Tuesday, August 02, 2011

The Sherlock Solution

BZ is right, it was just another First World Problem. And The Sherlock Solution was the answer.

It's not about our children starving, it's not about malaria mosquitoes stinging them while they sleep, it's not about having to walk miles with buckets on our heads to get fresh water, it's not about suicide bombers, it's not about the army bursting into our homes at night and hauling us away to be tortured, it's not about tsunamis or earthquakes or drought or flood, it's not about Parkinson's Disease or Alzheimer's or terminal cancer or AIDS. And it's not about jobs or housing or debt or the environment or immigration or campaign finance reform or electric freaking cars either.

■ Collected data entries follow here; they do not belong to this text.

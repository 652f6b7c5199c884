//! Extractive summarization with LexRank.
//!
//! Sentences are split on Unicode sentence boundaries and compared with
//! tf-idf cosine similarity. Pairs above [`DEFAULT_THRESHOLD`] become edges
//! of an unweighted graph whose stationary distribution, found by power
//! iteration, rates each sentence. The best-rated sentences are returned in
//! their original document order.
//!
//! # Examples
//!
//! ```
//! use narrative::analytics::summarize::LexRankSummarizer;
//!
//! let summarizer = LexRankSummarizer::new();
//! assert_eq!(summarizer.summarize("Only one sentence here.", 3), "Only one sentence here.");
//! ```

use std::collections::HashMap;

use log::debug;
use unicode_segmentation::UnicodeSegmentation;

use crate::analysis::normalize::strip_for_summary;
use crate::analysis::resources::LinguisticResources;
use crate::analysis::token::join_tokens;
use crate::analysis::token_filter::Filter;
use crate::analysis::tokenizer::{Tokenizer, UnicodeWordTokenizer};

/// Similarity above which two sentences are connected.
pub const DEFAULT_THRESHOLD: f64 = 0.1;

/// Power iteration stops once successive vectors differ by less than this.
pub const DEFAULT_EPSILON: f64 = 0.1;

const MAX_POWER_ITERATIONS: usize = 1000;

/// Prepare raw text for summarization.
///
/// Applies the summary normalization policy. With `lemmatize` set the result
/// is also word-tokenized (punctuation kept as its own token), lemmatized and
/// re-joined with single spaces.
pub fn summary_text(raw: &str, lemmatize: bool) -> String {
    summary_text_with(raw, lemmatize, &LinguisticResources::english())
}

/// [`summary_text`] over custom resources.
pub fn summary_text_with(raw: &str, lemmatize: bool, resources: &LinguisticResources) -> String {
    let stripped = strip_for_summary(raw);
    if !lemmatize {
        return stripped;
    }
    let tokens = UnicodeWordTokenizer::new().tokenize(&stripped);
    join_tokens(resources.lemma_filter().filter(tokens))
}

/// LexRank sentence ranking.
#[derive(Clone, Debug)]
pub struct LexRankSummarizer {
    threshold: f64,
    epsilon: f64,
}

impl LexRankSummarizer {
    pub fn new() -> Self {
        LexRankSummarizer {
            threshold: DEFAULT_THRESHOLD,
            epsilon: DEFAULT_EPSILON,
        }
    }

    pub fn with_threshold(mut self, threshold: f64) -> Self {
        self.threshold = threshold;
        self
    }

    pub fn with_epsilon(mut self, epsilon: f64) -> Self {
        self.epsilon = epsilon;
        self
    }

    /// Split `text` into trimmed, non-empty sentences.
    pub fn sentences<'a>(&self, text: &'a str) -> Vec<&'a str> {
        text.split_sentence_bounds()
            .map(str::trim)
            .filter(|s| !s.is_empty())
            .collect()
    }

    /// Rate every sentence; ratings sum to at most one.
    pub fn rate(&self, sentences: &[&str]) -> Vec<f64> {
        let n = sentences.len();
        if n == 0 {
            return Vec::new();
        }

        let words: Vec<Vec<String>> = sentences
            .iter()
            .map(|s| s.unicode_words().map(str::to_lowercase).collect())
            .collect();
        let tf: Vec<HashMap<&str, f64>> = words.iter().map(|w| term_frequencies(w)).collect();
        let idf = inverse_document_frequencies(&tf, n);

        let mut matrix = vec![vec![0.0; n]; n];
        let mut degrees = vec![0usize; n];
        for i in 0..n {
            for j in 0..n {
                if cosine_similarity(&tf[i], &tf[j], &idf) > self.threshold {
                    matrix[i][j] = 1.0;
                    degrees[i] += 1;
                }
            }
        }
        for (row, degree) in matrix.iter_mut().zip(&degrees) {
            let degree = (*degree).max(1) as f64;
            for cell in row.iter_mut() {
                *cell /= degree;
            }
        }

        self.power_method(&matrix)
    }

    fn power_method(&self, matrix: &[Vec<f64>]) -> Vec<f64> {
        let n = matrix.len();
        let mut p = vec![1.0 / n as f64; n];
        for iteration in 0..MAX_POWER_ITERATIONS {
            let mut next = vec![0.0; n];
            for (i, row) in matrix.iter().enumerate() {
                for (j, &m) in row.iter().enumerate() {
                    next[j] += m * p[i];
                }
            }
            let delta = next
                .iter()
                .zip(&p)
                .map(|(a, b)| (a - b) * (a - b))
                .sum::<f64>()
                .sqrt();
            p = next;
            if delta < self.epsilon {
                debug!("lexrank converged after {} iterations", iteration + 1);
                break;
            }
        }
        p
    }

    /// Pick the `sentence_count` best sentences and join them with spaces,
    /// in document order.
    ///
    /// Text with no more sentences than requested is returned whole.
    pub fn summarize(&self, text: &str, sentence_count: usize) -> String {
        let sentences = self.sentences(text);
        if sentences.len() <= sentence_count {
            return sentences.join(" ");
        }

        let ratings = self.rate(&sentences);
        let mut order: Vec<usize> = (0..sentences.len()).collect();
        order.sort_by(|&a, &b| ratings[b].total_cmp(&ratings[a]));
        order.truncate(sentence_count);
        order.sort_unstable();

        debug!(
            "selected sentences {:?} of {}",
            order,
            sentences.len()
        );
        order
            .into_iter()
            .map(|i| sentences[i])
            .collect::<Vec<_>>()
            .join(" ")
    }
}

impl Default for LexRankSummarizer {
    fn default() -> Self {
        Self::new()
    }
}

fn term_frequencies(words: &[String]) -> HashMap<&str, f64> {
    let mut counts: HashMap<&str, f64> = HashMap::new();
    for word in words {
        *counts.entry(word.as_str()).or_insert(0.0) += 1.0;
    }
    let max = counts.values().copied().fold(0.0, f64::max);
    if max > 0.0 {
        for value in counts.values_mut() {
            *value /= max;
        }
    }
    counts
}

fn inverse_document_frequencies<'a>(
    tf: &[HashMap<&'a str, f64>],
    n: usize,
) -> HashMap<&'a str, f64> {
    let mut document_counts: HashMap<&str, usize> = HashMap::new();
    for sentence in tf {
        for term in sentence.keys() {
            *document_counts.entry(*term).or_insert(0) += 1;
        }
    }
    document_counts
        .into_iter()
        .map(|(term, count)| (term, (n as f64 / (1 + count) as f64).ln()))
        .collect()
}

fn cosine_similarity(
    a: &HashMap<&str, f64>,
    b: &HashMap<&str, f64>,
    idf: &HashMap<&str, f64>,
) -> f64 {
    let weight = |term: &str| idf.get(term).copied().unwrap_or(0.0);

    let numerator: f64 = a
        .iter()
        .filter_map(|(term, tf_a)| {
            b.get(term)
                .map(|tf_b| tf_a * tf_b * weight(*term) * weight(*term))
        })
        .sum();
    let norm = |v: &HashMap<&str, f64>| {
        v.iter()
            .map(|(term, tf)| (tf * weight(*term)).powi(2))
            .sum::<f64>()
            .sqrt()
    };
    let denominator = norm(a) * norm(b);

    if denominator > 0.0 {
        numerator / denominator
    } else {
        0.0
    }
}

It's just about who can scream the loudest and keep it up the longest. This is The Sherlock Solution.

Plotnik played b-ball with Sherlock for 15 years. Sherlock is a bus driver for MUNI, maybe 5'6" and close to 300 pounds. He isn't the tallest and he's not the fastest nor the best shooter, but he has the loudest voice. He is willing to stand in one spot and scream until he gets his way. You can't budge Sherlock. He's always holding onto the ball. The game cannot continue until Sherlock decides it can.

If Sher is on your team, you tend to win more. Nobody really minds, because Sher can stop a game but he can also keep it going. Nobody argues with him. Keep Sherlock happy and you keep playing, week after week, year after year.

So this is what we've got: a collection of Sherlocks. We don't get real solutions, we get Sherlock Solutions. Whoever can yell the loudest and longest wins. The President doesn't matter, heads of committees and congressional leaders don't matter. No one can do anything until Sherlock says so. Right now, the Tea Party is Sherlock, but people elected these guys. They want them to be doing exactly what they're doing.

And they're right: we ARE spending too much. I may think we should remove our troops from all these idiot wars against Muslims who hate us, and you may think we ought to stop providing school lunches for blind children with one leg, but both of us agree we can't keep doing what we've been doing. What we all need is our own Sherlock.

Think about Israel: Sherlock over there is the Orthodox Rabbis. Nobody in the country can stand them, but they yell the loudest and don't care who they hurt, as long as their little world remains the way they want it. So if there is to be any movement, on any issue, you have to cave in to the rabbis.

It's the Tea Party now but tomorrow it might be the Unions or abortion foes or the NRA or network TV executives. Who can yell the loudest? Who can pay the most? Who is the shortest, meanest and hardest to move?

The economy goes up, the economy goes down, we borrow more, we borrow less, we balance the budget, we don't balance the budget: do you think anything will ever change? Do you?

Not until Sherlock says so. Maybe someday we'll elect him. A lot of us thought we had.

Labels:

1 Comments:

At 6:09 AM, Blogger mary ann said...

I just read this again this morning to give me some perspective. You have a wise daughter.